Marc Gricourt, qui vient de reprendre l’écharpe tricolore de maire de la Ville de Blois pour la troisième fois, a coutume de dire qu’il n’a rencontré Pierre Sudreau qu’en 2008, juste après sa première prise de fonctions officielles. Mais personne n’est forcé de le croire, car tout jeune, alors qu’il était déjà engagé dans la vie sportive -c’est un excellent gymnaste formé par le couple Azarian-, il n’est pas impossible que le futur maire de Blois ait fréquenté les mêmes lieux publics que l’ancien. Et il y a bien dû y avoir des réunions de quartiers ou autres manifestations qui ont permis quelques croisements au cours desquels le jeune Marc Gricourt, né en avril 61, a, peut-être admiré la carrière politique de l’ancien ministre de De Gaulle. Et il n’est pas impossible, aussi, que le père de Marc, un grand patriote engagé, lui ait parlé du passé de résistant de l’ancien du réseau Brutus…
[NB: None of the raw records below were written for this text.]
//! Plain-text end-of-run report.

use std::{fmt, fs, path::Path};

use anyhow::{Context, Result};
use labyrinth_core::{ItemKind, Position, environment::RunReport};

const RULE: &str = "----------------------------------------------------";
/// Trajectory cells printed per line.
const CELLS_PER_LINE: usize = 8;

fn round_or_never(round: Option<u32>) -> String {
    round.map_or_else(|| "never".to_string(), |r| format!("round {r}"))
}

fn item_or_none(item: Option<ItemKind>) -> String {
    item.map_or_else(|| "none".to_string(), |kind| kind.to_string())
}

fn join(cells: &[Position]) -> String {
    cells
        .iter()
        .map(Position::to_string)
        .collect::<Vec<_>>()
        .join(", ")
}

/// Text layout of a [`RunReport`].
struct ReportText<'a>(&'a RunReport);

impl fmt::Display for ReportText<'_> {
    fn fmt(&self, f: &mut fmt::Formatter<'_>) -> fmt::Result {
        let report = self.0;
        writeln!(f, "================ LABYRINTH RUN REPORT ================")?;
        writeln!(f, "FINAL STATUS: {}", report.status)?;
        writeln!(f, "Final round: {}", report.final_round)?;
        writeln!(f, "{RULE}")?;
        writeln!(f, "Remaining energy: {} steps", report.remaining_energy)?;
        match &report.equipment {
            Some(equipment) => {
                writeln!(f, "Weapon: {}", item_or_none(equipment.weapon))?;
                writeln!(f, "Armor: {}", item_or_none(equipment.armor))?;
            }
            None => writeln!(f, "[INFO] Item collection and tracking were disabled.")?,
        }
        writeln!(f, "{RULE}")?;

        writeln!(f, "EXPLORER TRAJECTORY ({} cells):", report.trajectory.len())?;
        let lines: Vec<String> = report.trajectory.chunks(CELLS_PER_LINE).map(join).collect();
        writeln!(f, "-> [{}]", lines.join(",\n   "))?;
        writeln!(f, "{RULE}")?;

        writeln!(f, "GUARDIAN TRACKING:")?;
        writeln!(f, " - Detection: {}", round_or_never(report.detected_at))?;
        writeln!(f, " - Encounter: {}", round_or_never(report.encountered_at))?;
        if report.chase_path.is_empty() {
            writeln!(f, " - No chase was recorded.")?;
        } else {
            writeln!(f, " - Chase path: [{}]", join(&report.chase_path))?;
        }
        writeln!(f, "======================================================")
    }
}

/// Formats `report` as the human-readable text written at the end of a run.
pub fn render(report: &RunReport) -> String {
    ReportText(report).to_string()
}

/// Writes the rendered report to `path`.
pub fn write(path: &Path, report: &RunReport) -> Result<()> {
    fs::write(path, render(report))
        .with_context(|| format!("Failed to write report to {}", path.display()))
}
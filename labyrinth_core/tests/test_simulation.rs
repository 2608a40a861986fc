use labyrinth_core::Position;
use labyrinth_core::agent::Explorer;
use labyrinth_core::config::{ItemTable, SimulationConfig};
use labyrinth_core::environment::{Environment, RunStatus, TurnResult};
use labyrinth_core::maze::{self, CellType, ENTRANCE};
use labyrinth_core::pathfinding::{distance, reachable_from};
use rand::{SeedableRng, rngs::StdRng};

#[test]
fn test_small_maze_run_escapes() {
    for seed in 0..20 {
        let config = SimulationConfig {
            width: 5,
            height: 5,
            perception_radius: 0,
            max_energy: 100,
            items_enabled: false,
            // Any encounter is survived so the guardian cannot end the run.
            base_survival_chance: 1.0,
            max_survival_chance: 1.0,
            seed: Some(seed),
            ..SimulationConfig::default()
        };
        let mut env = Environment::new(config).unwrap();
        assert_eq!(env.grid()[Position::new(1, 1)], CellType::Entrance);
        assert_eq!(env.grid()[Position::new(3, 3)], CellType::Exit);

        assert_eq!(env.run(), RunStatus::Escaped, "seed {seed}");
        let report = env.report();
        assert_eq!(report.status, RunStatus::Escaped);
        assert_eq!(report.trajectory.last(), Some(&Position::new(3, 3)));
        assert_eq!(report.trajectory.first(), Some(&Position::new(1, 1)));
        assert!(report.chase_path.is_empty());
        assert_eq!(report.detected_at, None);
    }
}

#[test]
fn test_dfs_covers_every_reachable_cell() {
    let mut rng = StdRng::seed_from_u64(21);
    for _ in 0..5 {
        let mut grid = maze::generate(15, 15, &mut rng).unwrap();
        let reachable = reachable_from(&grid, ENTRANCE);
        // An exit inside a wall is never reached, so the walk runs to exhaustion.
        let mut explorer = Explorer::new(ENTRANCE, Position::new(0, 0), 10_000);
        for _ in 0..(2 * reachable.len() + 2) {
            explorer.step(&mut grid, &mut rng);
        }
        assert_eq!(explorer.visited().len(), reachable.len());
        assert!(explorer.visited().iter().all(|p| reachable.contains(p)));
        assert_eq!(explorer.position(), ENTRANCE);
        for pair in explorer.trajectory().windows(2) {
            assert_eq!(pair[0].manhattan(&pair[1]), 1);
        }
    }
}

#[test]
fn test_dfs_reaches_exit() {
    let mut rng = StdRng::seed_from_u64(22);
    for _ in 0..5 {
        let mut grid = maze::generate(21, 21, &mut rng).unwrap();
        let exit = maze::exit_position(21, 21);
        let budget = 2 * reachable_from(&grid, ENTRANCE).len() as i64;
        let mut explorer = Explorer::new(ENTRANCE, exit, budget);
        let mut reached = false;
        while !reached {
            let step = explorer.step(&mut grid, &mut rng);
            assert!(!step.starved);
            reached = step.reached_exit;
        }
        assert_eq!(explorer.position(), exit);
    }
}

#[test]
fn test_energy_is_monotonic_and_capped() {
    let mut rng = StdRng::seed_from_u64(23);
    let mut grid = maze::generate(31, 31, &mut rng).unwrap();
    maze::scatter_items(&mut grid, 60, &ItemTable::default(), &mut rng);
    let mut explorer = Explorer::new(ENTRANCE, Position::new(0, 0), 200).with_items(ItemTable::default());

    let mut previous = explorer.energy();
    for _ in 0..400 {
        let seen = explorer.visited().clone();
        let step = explorer.step(&mut grid, &mut rng);
        if step.starved {
            assert_eq!(explorer.energy(), previous);
            break;
        }
        let now = explorer.energy();
        assert!(now <= explorer.max_energy());
        if seen.contains(&step.position) {
            // Backtracking never picks anything up.
            assert_eq!(now, previous - 1);
        } else {
            assert!(now >= previous - 1);
        }
        previous = now;
    }
}

#[test]
fn test_same_seed_same_run() {
    let config = SimulationConfig {
        seed: Some(99),
        max_rounds: Some(300),
        ..SimulationConfig::default()
    };
    let mut first = Environment::new(config.clone()).unwrap();
    let mut second = Environment::new(config).unwrap();
    assert_eq!(first.grid(), second.grid());
    first.run();
    second.run();
    assert_eq!(first.report(), second.report());
}

#[test]
fn test_turn_order_and_single_encounter() {
    let config = SimulationConfig {
        width: 11,
        height: 11,
        perception_radius: 50,
        items_enabled: false,
        base_survival_chance: 1.0,
        max_survival_chance: 1.0,
        seed: Some(7),
        ..SimulationConfig::default()
    };
    let mut env = Environment::new(config).unwrap();

    while env.guardian().encountered_at().is_none() {
        let explorer_before = env.explorer().position();
        let result = env.process_turn();
        if env.guardian().encountered_at().is_some() {
            // The check used the guardian's new position against the explorer's old one.
            let guardian = env.guardian().position();
            assert!(
                guardian == explorer_before
                    || distance(env.grid(), guardian, explorer_before) == Some(1)
            );
        }
        if let TurnResult::Finished(_) = result {
            break;
        }
    }

    let Some(round) = env.guardian().encountered_at() else {
        // The explorer escaped first; nothing left to check.
        return;
    };
    assert!(env.guardian().is_hidden());
    let parked = env.guardian().position();
    env.run();
    assert_eq!(env.guardian().encountered_at(), Some(round));
    assert_eq!(env.guardian().position(), parked);
    assert!(!env.explorer().is_dead());
}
Toujours est-il que, lorsqu’il a décidé, avec son conseil, de donner le nom de Pierre Sudreau au mail du quai Saint-Jean, à Blois, Marc Gricourt a, en présence de son aîné et de Stéphane Hessel, autre grand résistant, évoqué toute l’œuvre de Pierre Sudreau durant trois mandats à Blois, en insistant bien sur ce chiffre et la masse des réalisations. Et au fil du discours, qui suivait le cours de la Loire avec un débit bien rythmé, il semblait qu’entre Pierre Sudreau et Marc Gricourt, aucun autre maire n’avait été élu à Blois ! Balayés les Jack Lang, Bernard Valette, Nicolas Perruchot. Le maire de Blois se revendiquait successeur en titre du seul ministre de France qui avait su dire Non à De Gaulle. Face à lui. Droit dans ses bottes.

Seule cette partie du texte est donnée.